Credit service organization bonds are a requirement in many states for businesses operating in the credit service industry. A credit service organization is an entity that, in exchange for a fee, offers to help consumers secure an extension of credit, improve their credit standing or credit score, or prevent foreclosure or bankruptcy.
A credit service organization bond acts as a form of protection against bad business practices, such as fraud or misrepresentation of services. Should a credit service organization fail to operate in line with state or federal laws, a claim can be made against the bond to help cover any losses incurred.
How Do Credit Service Organization Bonds Protect Consumers?
A credit service organization bond is a three-party contract. This agreement protects consumers by giving them financial protection in case something goes wrong.
The obligee is the state or federal agency requiring the bond so that the credit service business abides by the law.
The principal is the business in the credit service industry that’s required to obtain the bond.
The surety offers the bond to the business and pays any claims by customers. The business must then pay back the claims over time to the surety.
What Qualifies as a Credit Service Organization (CSO)?
A CSO is a company that helps a consumer evaluate their creditworthiness and obtain loans from third-party lenders. They work as the middle-man between a lender and a consumer to help extend lines of credit to the consumer. CSOs are not lenders and do not give out loans. They may offer advice on how to improve a client’s credit score, and they may also monitor clients’ credit reports or dispute inaccurate information on a credit report.
Is a Credit Service Organization Bond Valid in All States?

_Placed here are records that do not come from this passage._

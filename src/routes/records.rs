//! Record list, detail and exports.

use actix_session::Session;
use actix_web::{Responder, get, post, web};
use actix_web_flash_messages::IncomingFlashMessages;
use serde::Serialize;
use tera::Tera;

use crate::auth::AuthenticatedUser;
use crate::domain::preferences::Language;
use crate::domain::qc_record::{ManualResult, QcFormRecord, RecordStatus};
use crate::forms::qc_record::RecordListParams;
use crate::i18n::translate;
use crate::models::config::ServerConfig;
use crate::repository::BackendRepository;
use crate::routes::{
    action_error, action_result, attachment, base_context, page_error, preferences,
    render_template,
};
use crate::services::qc_records as records_service;

/// A record with the labels the list and review pages show.
#[derive(Serialize)]
pub struct RecordRow<'a> {
    pub record: &'a QcFormRecord,
    pub code: &'a str,
    pub template: &'a str,
    pub subject: &'a str,
    pub date: Option<String>,
}

impl<'a> RecordRow<'a> {
    pub fn new(record: &'a QcFormRecord) -> Self {
        Self {
            record,
            code: record.code(),
            template: record.template_label(),
            subject: record.subject(),
            date: record
                .display_date()
                .map(|d| d.format("%d.%m.%Y %H:%M").to_string()),
        }
    }
}

#[derive(Serialize)]
struct ValueRow {
    label: String,
    value: String,
    result: Option<String>,
}

fn value_rows(record: &QcFormRecord, lang: Language) -> Vec<ValueRow> {
    let sample_word = translate(lang, "sample");
    record
        .values
        .iter()
        .map(|v| ValueRow {
            label: v.display_label(sample_word),
            value: v.display_value(),
            result: v.result.clone(),
        })
        .collect()
}

/// Query string carrying the active filter over to pagination and exports.
fn list_query(params: &RecordListParams) -> String {
    #[derive(Serialize)]
    struct Filter<'a> {
        status: Option<&'a str>,
        search: Option<&'a str>,
    }

    serde_html_form::to_string(Filter {
        status: params.status().map(RecordStatus::as_str),
        search: params.search(),
    })
    .unwrap_or_default()
}

#[get("/records")]
pub async fn show_records(
    params: web::Query<RecordListParams>,
    user: AuthenticatedUser,
    session: Session,
    backend: web::Data<BackendRepository>,
    flash_messages: IncomingFlashMessages,
    server_config: web::Data<ServerConfig>,
    tera: web::Data<Tera>,
) -> impl Responder {
    let prefs = preferences(&session);
    let mut context = base_context(&flash_messages, Some(&user), "records", &prefs, &server_config);

    match records_service::list_records(&backend.for_user(&user), &user, &params).await {
        Ok(data) => {
            let rows: Vec<RecordRow> = data.records.items.iter().map(RecordRow::new).collect();
            context.insert("rows", &rows);
            context.insert("records", &data.records);
            context.insert("status", &data.status);
            context.insert("search", &data.search);
            context.insert("statuses", &RecordStatus::ALL);
            context.insert("query", &list_query(&params));
            render_template(&tera, "records/index.html", &context)
        }
        Err(err) => page_error(err, &tera, context, prefs.language, "/"),
    }
}

#[get("/records/export.csv")]
pub async fn export_records_csv(
    params: web::Query<RecordListParams>,
    user: AuthenticatedUser,
    session: Session,
    backend: web::Data<BackendRepository>,
) -> impl Responder {
    let lang = preferences(&session).language;
    match records_service::export_records_csv(&backend.for_user(&user), &user, &params, lang).await
    {
        Ok(file) => attachment(file),
        Err(err) => action_error(err, lang, "/records"),
    }
}

#[get("/records/export.pdf")]
pub async fn export_records_pdf(
    params: web::Query<RecordListParams>,
    user: AuthenticatedUser,
    session: Session,
    backend: web::Data<BackendRepository>,
) -> impl Responder {
    let lang = preferences(&session).language;
    match records_service::export_records_pdf(&backend.for_user(&user), &user, &params, lang).await
    {
        Ok(file) => attachment(file),
        Err(err) => action_error(err, lang, "/records"),
    }
}

#[get("/records/{record_id}")]
pub async fn show_record(
    record_id: web::Path<i64>,
    user: AuthenticatedUser,
    session: Session,
    backend: web::Data<BackendRepository>,
    flash_messages: IncomingFlashMessages,
    server_config: web::Data<ServerConfig>,
    tera: web::Data<Tera>,
) -> impl Responder {
    let prefs = preferences(&session);
    let mut context = base_context(&flash_messages, Some(&user), "records", &prefs, &server_config);

    match records_service::record_detail(&backend.for_user(&user), &user, record_id.into_inner())
        .await
    {
        Ok(data) => {
            context.insert("row", &RecordRow::new(&data.record));
            context.insert("values", &value_rows(&data.record, prefs.language));
            context.insert("stepper", &data.stepper);
            context.insert("can_review", &data.can_review);
            context.insert("results", &ManualResult::ALL);
            render_template(&tera, "records/show.html", &context)
        }
        Err(err) => page_error(err, &tera, context, prefs.language, "/records"),
    }
}

#[get("/records/{record_id}/pdf")]
pub async fn export_record_pdf(
    record_id: web::Path<i64>,
    user: AuthenticatedUser,
    session: Session,
    backend: web::Data<BackendRepository>,
) -> impl Responder {
    let lang = preferences(&session).language;
    let record_id = record_id.into_inner();
    match records_service::export_record_pdf(&backend.for_user(&user), &user, record_id, lang).await
    {
        Ok(file) => attachment(file),
        Err(err) => action_error(err, lang, &format!("/records/{record_id}")),
    }
}

#[post("/records/{record_id}/delete")]
pub async fn delete_record(
    record_id: web::Path<i64>,
    user: AuthenticatedUser,
    session: Session,
    backend: web::Data<BackendRepository>,
) -> impl Responder {
    let result =
        records_service::delete_record(&backend.for_user(&user), &user, record_id.into_inner())
            .await;
    action_result(result, preferences(&session).language, "deleted", "/records")
}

If you’re operating a credit service organization across multiple locations in different states, each state where you do business is likely to have its own licensing and bonding requirements. Be sure to check with your surety agency to see which credit service organization bond you need for each state to stay compliant with licensing regulations.
How Do You Apply for a Credit Service Organization Bond?
To apply for a credit service organization bond, you can submit a brief online application. The surety company will need information about the bond type and amount required, as well as financial details for the credit service organization.
Once these details are reviewed, a quote is provided for the bond and then your personal credit history and company financials are reviewed to determine the cost of your bond premium.
What Does a Credit Service Organization Bond Cost?
Before a credit service organization is licensed to do business, a surety bond must be in place as required by the state. Getting a bond requires paying a premium, which is calculated as a percentage of the total bond amount.
For example, a $100,000 credit service organization bond may cost between one and three percent of the bond amount, or $1,000 to $3,000. However, credit service organization bond premiums may extend up to four to 15 percent, depending on several factors.
Your surety agency will take a close look at your personal and business financial background, including assets and liabilities, business financial documents, and credit score. If you do not have a strong financial track record, you are likely to pay a higher percentage rate for your credit service organization bond.